Mots-clé : Ilse Eerens

Avec le temps va tout s’en va « Der Rosenkavalier » de Richard Strauss  

par

« Avec le temps va tout s’en va » : ces mots d’une chanson de Léo Ferré disent si bien la réalité du Rosenkavalier de Richard Strauss, à condition qu’on les conjugue avec une réplique d’une des personnages : « C’est une mascarade viennoise » ! Cet opéra est une merveille de conception, une merveille de partition. La direction d’Alain Altinoglu, la mise en scène de Damiano Michieletto et ses interprètes le servent au mieux.

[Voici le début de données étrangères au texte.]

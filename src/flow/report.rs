// src/flow/report.rs

//! Post-mortem views of a flow: which failures blocked what, what is left
//! to cancel, and per-status counts.

use std::fmt;

use serde::Serialize;

use crate::dag::NodeId;
use crate::errors::Result;
use crate::flow::Flow;
use crate::types::{TaskId, TaskStatus, WorkId, WorkStatus};

/// A node named in a report, with its label resolved.
#[derive(Debug, Clone, PartialEq, Eq, Serialize)]
pub struct Blocked<T> {
    pub id: T,
    pub label: String,
}

#[derive(Debug, Clone, PartialEq, Eq, Serialize)]
#[serde(tag = "kind", rename_all = "snake_case")]
pub enum FailureRoot {
    Task {
        task: TaskId,
        label: String,
        reason: String,
    },
    Aggregation {
        work: WorkId,
        label: String,
        message: String,
    },
}

/// One root failure and everything it made unreachable.
#[derive(Debug, Clone, PartialEq, Eq, Serialize)]
pub struct FailureLink {
    pub root: FailureRoot,
    pub blocked_tasks: Vec<Blocked<TaskId>>,
    pub blocked_works: Vec<Blocked<WorkId>>,
}

/// All root failures of a flow, tasks first, each in id order.
#[derive(Debug, Clone, Default, PartialEq, Eq, Serialize)]
pub struct FailureChain {
    pub links: Vec<FailureLink>,
}

impl FailureChain {
    pub fn is_empty(&self) -> bool {
        self.links.is_empty()
    }

    /// Every blocked task across all links, in id order.
    pub fn blocked_tasks(&self) -> Vec<TaskId> {
        let mut all: Vec<TaskId> = self
            .links
            .iter()
            .flat_map(|l| l.blocked_tasks.iter().map(|b| b.id))
            .collect();
        all.sort();
        all.dedup();
        all
    }
}

impl fmt::Display for FailureChain {
    fn fmt(&self, f: &mut fmt::Formatter<'_>) -> fmt::Result {
        if self.links.is_empty() {
            return writeln!(f, "no failures");
        }
        for link in &self.links {
            match &link.root {
                FailureRoot::Task {
                    task,
                    label,
                    reason,
                } => writeln!(f, "task {label} ({task}) failed: {reason}")?,
                FailureRoot::Aggregation {
                    work,
                    label,
                    message,
                } => writeln!(f, "work {label} ({work}) failed to finish: {message}")?,
            }
            if !link.blocked_tasks.is_empty() {
                let names: Vec<String> = link
                    .blocked_tasks
                    .iter()
                    .map(|b| format!("{} ({})", b.label, b.id))
                    .collect();
                writeln!(f, "  blocked tasks: {}", names.join(", "))?;
            }
            if !link.blocked_works.is_empty() {
                let names: Vec<String> = link
                    .blocked_works
                    .iter()
                    .map(|b| format!("{} ({})", b.label, b.id))
                    .collect();
                writeln!(f, "  blocked works: {}", names.join(", "))?;
            }
        }
        Ok(())
    }
}

/// Task counts per status.
#[derive(Debug, Clone, Copy, Default, PartialEq, Eq, Serialize)]
pub struct FlowSummary {
    pub works: usize,
    pub waiting: usize,
    pub running: usize,
    pub succeeded: usize,
    pub failed: usize,
    pub unreachable: usize,
}

impl fmt::Display for FlowSummary {
    fn fmt(&self, f: &mut fmt::Formatter<'_>) -> fmt::Result {
        write!(
            f,
            "{} works: {} succeeded, {} failed, {} unreachable, {} running, {} waiting",
            self.works, self.succeeded, self.failed, self.unreachable, self.running, self.waiting
        )
    }
}

impl Flow {
    /// Root failures and what each one blocked. Deterministic for a given
    /// flow state.
    pub fn failure_chain(&self) -> FailureChain {
        let mut links = Vec::new();

        for task in self.tasks.iter().filter(|t| t.status == TaskStatus::Failed) {
            links.push(FailureLink {
                root: FailureRoot::Task {
                    task: task.id,
                    label: self.qualified_label(task.id),
                    reason: task.failure.clone().unwrap_or_default(),
                },
                blocked_tasks: Vec::new(),
                blocked_works: Vec::new(),
            });
            self.fill_blocked(NodeId::Task(task.id), task.work, links.last_mut());
        }

        for work in &self.works {
            let Some(result) = work.result.as_ref().filter(|r| !r.success) else {
                continue;
            };
            links.push(FailureLink {
                root: FailureRoot::Aggregation {
                    work: work.id,
                    label: work.label.clone(),
                    message: result.message.clone(),
                },
                blocked_tasks: Vec::new(),
                blocked_works: Vec::new(),
            });
            self.fill_blocked(NodeId::Work(work.id), work.id, links.last_mut());
        }

        FailureChain { links }
    }

    fn fill_blocked(&self, root: NodeId, own_work: WorkId, link: Option<&mut FailureLink>) {
        let Some(link) = link else { return };
        for node in self.graph.transitive_dependents(root) {
            match node {
                NodeId::Task(t) if self.tasks[t.0].status == TaskStatus::Unreachable => {
                    link.blocked_tasks.push(Blocked {
                        id: t,
                        label: self.qualified_label(t),
                    });
                }
                NodeId::Work(w)
                    if w != own_work && self.works[w.0].status == WorkStatus::Unreachable =>
                {
                    link.blocked_works.push(Blocked {
                        id: w,
                        label: self.works[w.0].label.clone(),
                    });
                }
                _ => {}
            }
        }
    }

    /// Tasks to cancel in order to abandon `work`: its unfinished members
    /// plus every unfinished task downstream of it.
    pub fn cancellation_candidates(&self, work: WorkId) -> Result<Vec<TaskId>> {
        let node = self.work(work)?;
        let mut out: Vec<TaskId> = node
            .tasks
            .iter()
            .copied()
            .filter(|t| !self.tasks[t.0].status.is_terminal())
            .collect();

        for dependent in self.graph.transitive_dependents(NodeId::Work(work)) {
            if let NodeId::Task(t) = dependent {
                if !self.tasks[t.0].status.is_terminal() {
                    out.push(t);
                }
            }
        }
        for member in &node.tasks {
            for dependent in self.graph.transitive_dependents(NodeId::Task(*member)) {
                if let NodeId::Task(t) = dependent {
                    if !self.tasks[t.0].status.is_terminal() {
                        out.push(t);
                    }
                }
            }
        }

        out.sort();
        out.dedup();
        Ok(out)
    }

    pub fn summary(&self) -> FlowSummary {
        let mut summary = FlowSummary {
            works: self.works.len(),
            ..FlowSummary::default()
        };
        for task in &self.tasks {
            match task.status {
                TaskStatus::Init | TaskStatus::Ready => summary.waiting += 1,
                TaskStatus::Running => summary.running += 1,
                TaskStatus::Succeeded => summary.succeeded += 1,
                TaskStatus::Failed => summary.failed += 1,
                TaskStatus::Unreachable => summary.unreachable += 1,
            }
        }
        summary
    }
}
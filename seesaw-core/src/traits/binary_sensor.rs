//! Binary sensor trait

/// Two-state input exposed to the application
pub trait BinarySensor {
    /// Current logical state, `None` until the first successful read
    fn state(&self) -> Option<bool>;

    /// Check if the sensor currently reads `true`
    fn is_on(&self) -> bool {
        self.state().unwrap_or(false)
    }
}
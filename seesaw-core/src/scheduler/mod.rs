//! Polling scheduler
//!
//! Drives a set of [`Tickable`](crate::traits::Tickable) entities at their
//! own intervals from a single periodic time source.

pub mod poller;
#[cfg(feature = "embassy")]
pub mod ticker;

pub use poller::{Poller, PollerFull, MAX_TASKS};
#[cfg(feature = "embassy")]
pub use ticker::run;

Le temps s’en va et nous emporte, irrémédiablement. Tel est le constat que fait la Maréchale. Une femme d’élégance, de joie, de bonheurs multiples, de soif de vivre, mais qui, un matin, prend soudain conscience de cette irréversibilité-là et de tout ce qui, désormais, ne lui appartiendra plus. Elle a compris que son jeune amant, Octavian, finira par la quitter pour une autre « plus jeune et plus belle » : la jeune et belle Sophie. Cette prise de conscience nous vaut des moments musicaux et vocaux admirables. Quelle tristesse, quelle nostalgie déjà dans la voix de celle qui chante, et comme l’orchestre et quelques instruments solistes en multiplient les échos. Personnellement, c’est pour moi, loin des grandes détresses exacerbées du répertoire lyrique, une page qui m’émeut chaque fois.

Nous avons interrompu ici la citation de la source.